Per-profile isolation

Independent runtime version — promoting a new build to one profile (e.g. a smoke profile) never touches the others. Each current symlink is flipped on its own.
Independent lifecycle — the units carry no Requires=/PartOf=/BindsTo= on each other, so systemctl restart agent-gateway@<p> disturbs nothing else. Plugins are imported at process start, so a plugin change is picked up only by restarting that instance.
Unambiguous targets — the profile is in the unit name; agent-gateway with no instance is not runnable, so an ambiguous "the gateway" can never be started by accident.

Two entrypoint modes, one template

A shared launcher resolves the entrypoint from the profile env, prints an alignment banner (pid / cwd / PYTHONPATH / runtime / sha), then execs the real process:

AGENT_GATEWAY_MODE=cli → python -m agent_cli.main gateway run --replace (standard CLI gateway).
AGENT_GATEWAY_MODE=script → python $AGENT_PROFILE_EXEC (bespoke per-profile entrypoint).

Isolation boundaries — three layers, not one

Per-profile app-state separation (each profile's own config / memory / sessions) is an application convenience, not a security boundary: two profiles running under the same OS user can still read each other's files. Production isolation therefore uses three distinct boundaries:

Boundary	Mechanism	What it stops
App-state	per-profile home / config / sessions	accidental state mixing (not a security control)
File / OS	one Linux user + one hardened systemd unit + one home per profile	one profile reading another profile's files
Execution	Tier-2 microVM / Kata sandbox	untrusted tool/code escaping the long-lived gateway

In production-isolation mode the template runs each profile as its own service account (User=agent-<profile>) with systemd hardening — ProtectSystem=strict, ProtectHome=yes, PrivateTmp, NoNewPrivileges, CapabilityBoundingSet= (drop all), IPAddressDeny=any + a per-profile allowlist — writing only its own home/ and logs/ (ReadWritePaths). The runtime tree (current → an immutable release) stays read-only. Untrusted code is never run in the gateway; it is escalated to a Tier-2 microVM. See agent-gateway@.service.

Two modes

Convenience mode — one OS user, one home, many app-state profiles, one dashboard switcher. Fine for dev / low-risk same-owner profiles; not a file-isolation boundary.
Production-isolation mode (recommended) — one OS user + one hardened system service + one home per profile, a per-profile status endpoint, and a central read-only registry view.

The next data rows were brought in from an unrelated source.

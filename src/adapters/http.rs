use crate::core::{ExportDocument, ExportRequest, ExportSource};
use crate::utils::error::{PtaError, Result};
use async_trait::async_trait;
use reqwest::header::{AUTHORIZATION, CONTENT_TYPE};
use reqwest::Client;
use std::time::Duration;

pub const DEFAULT_ENDPOINT: &str = "https://pta-export.regex-it.nl/api/export";
pub const DEFAULT_TIMEOUT_SECONDS: u64 = 60 * 5;

/// 匯出 API 客戶端：以 `Authorization: Token ...` 驗證，表單送出 jaar/klas
pub struct ExportClient {
    client: Client,
    endpoint: String,
    token: String,
}

impl ExportClient {
    pub fn new(endpoint: String, token: String, timeout: Duration) -> Result<Self> {
        let client = Client::builder().timeout(timeout).build()?;
        Ok(Self {
            client,
            endpoint,
            token,
        })
    }

    pub fn endpoint(&self) -> &str {
        &self.endpoint
    }
}

#[async_trait]
impl ExportSource for ExportClient {
    async fn fetch(&self, request: &ExportRequest) -> Result<ExportDocument> {
        tracing::debug!("Making export request to: {}", self.endpoint);
        let response = self
            .client
            .post(&self.endpoint)
            .header(AUTHORIZATION, format!("Token {}", self.token))
            .form(&request.form_params())
            .send()
            .await?;

        let status = response.status();
        tracing::debug!("Export response status: {}", status);

        if !status.is_success() {
            let body = response.text().await.unwrap_or_default();
            return Err(PtaError::ExportStatusError {
                status: status.as_u16(),
                body,
            });
        }

        let content_type = response
            .headers()
            .get(CONTENT_TYPE)
            .and_then(|value| value.to_str().ok())
            .map(str::to_string);
        let bytes = response.bytes().await?.to_vec();

        Ok(ExportDocument {
            filename: request.filename(),
            content_type,
            bytes,
        })
    }
}
use proptest::prelude::*;
use pta_weighting::utils::gcd::gcd;
use pta_weighting::{combine, resolve, FractionTable, Mode, PtaError, ResolvedFraction, WeightCode};

fn fraction_at_most_one() -> impl Strategy<Value = ResolvedFraction> {
    (1u32..=1000).prop_flat_map(|denominator| {
        (0..=denominator).prop_map(move |numerator| ResolvedFraction::new(numerator, denominator))
    })
}

fn reduced(values: &[u64]) -> bool {
    values.iter().copied().fold(0, gcd) == 1
}

proptest! {
    #[test]
    fn percentage_codes_ignore_the_table(code in 0i64..=100) {
        let empty = FractionTable::new(Vec::new());
        let standard = FractionTable::default();

        let from_empty = resolve(WeightCode(code), &empty).unwrap();
        let from_standard = resolve(WeightCode(code), &standard).unwrap();
        prop_assert_eq!(from_empty, from_standard);
        prop_assert!(from_empty.denominator >= 1);
    }

    #[test]
    fn table_entries_resolve_verbatim(
        entries in prop::collection::vec((0u32..500, 1u32..500), 1..20),
        pick in any::<prop::sample::Index>(),
    ) {
        let table: Vec<String> = entries.iter().map(|(a, b)| format!("{}/{}", a, b)).collect();
        let index = pick.index(entries.len());

        let resolved = resolve(WeightCode(101 + index as i64), &table).unwrap();
        prop_assert_eq!(resolved, ResolvedFraction::new(entries[index].0, entries[index].1));
    }

    #[test]
    fn negative_codes_are_rejected(code in i64::MIN..0) {
        let is_invalid = matches!(
            resolve(WeightCode(code), &FractionTable::default()),
            Err(PtaError::InvalidWeightCode { .. })
        );
        prop_assert!(is_invalid);
    }

    #[test]
    fn two_term_parts_sum_to_whole(f1 in fraction_at_most_one(), f2 in fraction_at_most_one()) {
        match combine(Mode::TwoTerm, f1, f2) {
            Ok(w) => {
                prop_assert_eq!(w.numerators[0] + w.numerators[1], w.denominator);
                prop_assert_eq!(w.numerators[2], 0);
                prop_assert!(reduced(&[w.denominator, w.numerators[0], w.numerators[1]]));
            }
            Err(e) => prop_assert!(false, "unexpected error: {}", e),
        }
    }

    #[test]
    fn three_term_parts_sum_to_whole(f1 in fraction_at_most_one(), f2 in fraction_at_most_one()) {
        let assigned = u64::from(f1.numerator) * u64::from(f2.denominator)
            + u64::from(f2.numerator) * u64::from(f1.denominator);
        let whole = u64::from(f1.denominator) * u64::from(f2.denominator);

        match combine(Mode::ThreeTerm, f1, f2) {
            Ok(w) => {
                prop_assert_eq!(w.numerator_sum(), w.denominator);
                prop_assert!(reduced(&w.numerators));
            }
            Err(PtaError::DegenerateWeighting) => prop_assert_eq!(assigned, 0),
            Err(PtaError::OvercommittedWeighting { .. }) => prop_assert!(assigned > whole),
            Err(e) => prop_assert!(false, "unexpected error: {}", e),
        }
    }

    #[test]
    fn recombining_equivalent_fractions_is_stable(
        f1 in fraction_at_most_one(),
        f2 in fraction_at_most_one(),
        scale in 1u32..20,
    ) {
        let scaled1 = ResolvedFraction::new(f1.numerator * scale, f1.denominator * scale);
        let scaled2 = ResolvedFraction::new(f2.numerator * scale, f2.denominator * scale);

        for mode in [Mode::TwoTerm, Mode::ThreeTerm] {
            let original = combine(mode, f1, f2).ok();
            let scaled = combine(mode, scaled1, scaled2).ok();
            prop_assert_eq!(original, scaled);
        }
    }
}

A profile is only "isolated" once it is proven that cross-profile read is denied, denied tools are absent, egress is default-denied, its dashboard sees only its own state, and it can be stopped/rolled back without touching siblings.

Alignment proof

Because the launcher banner and /proc/<pid>/environ expose the actual cwd, PYTHONPATH, runtime path, and source SHA, you can prove a given profile is running the intended release before any live smoke test — and prove sibling profiles were untouched. AGENT_LAUNCH_DRYRUN=1 resolves the command off-host without executing anything (see deploy/agent-gateway/README.md).

This is the same "verify, don't assume" stance as Tier-1 alignment (01) and control-plane drift detection (02), applied to multi-profile service hosting.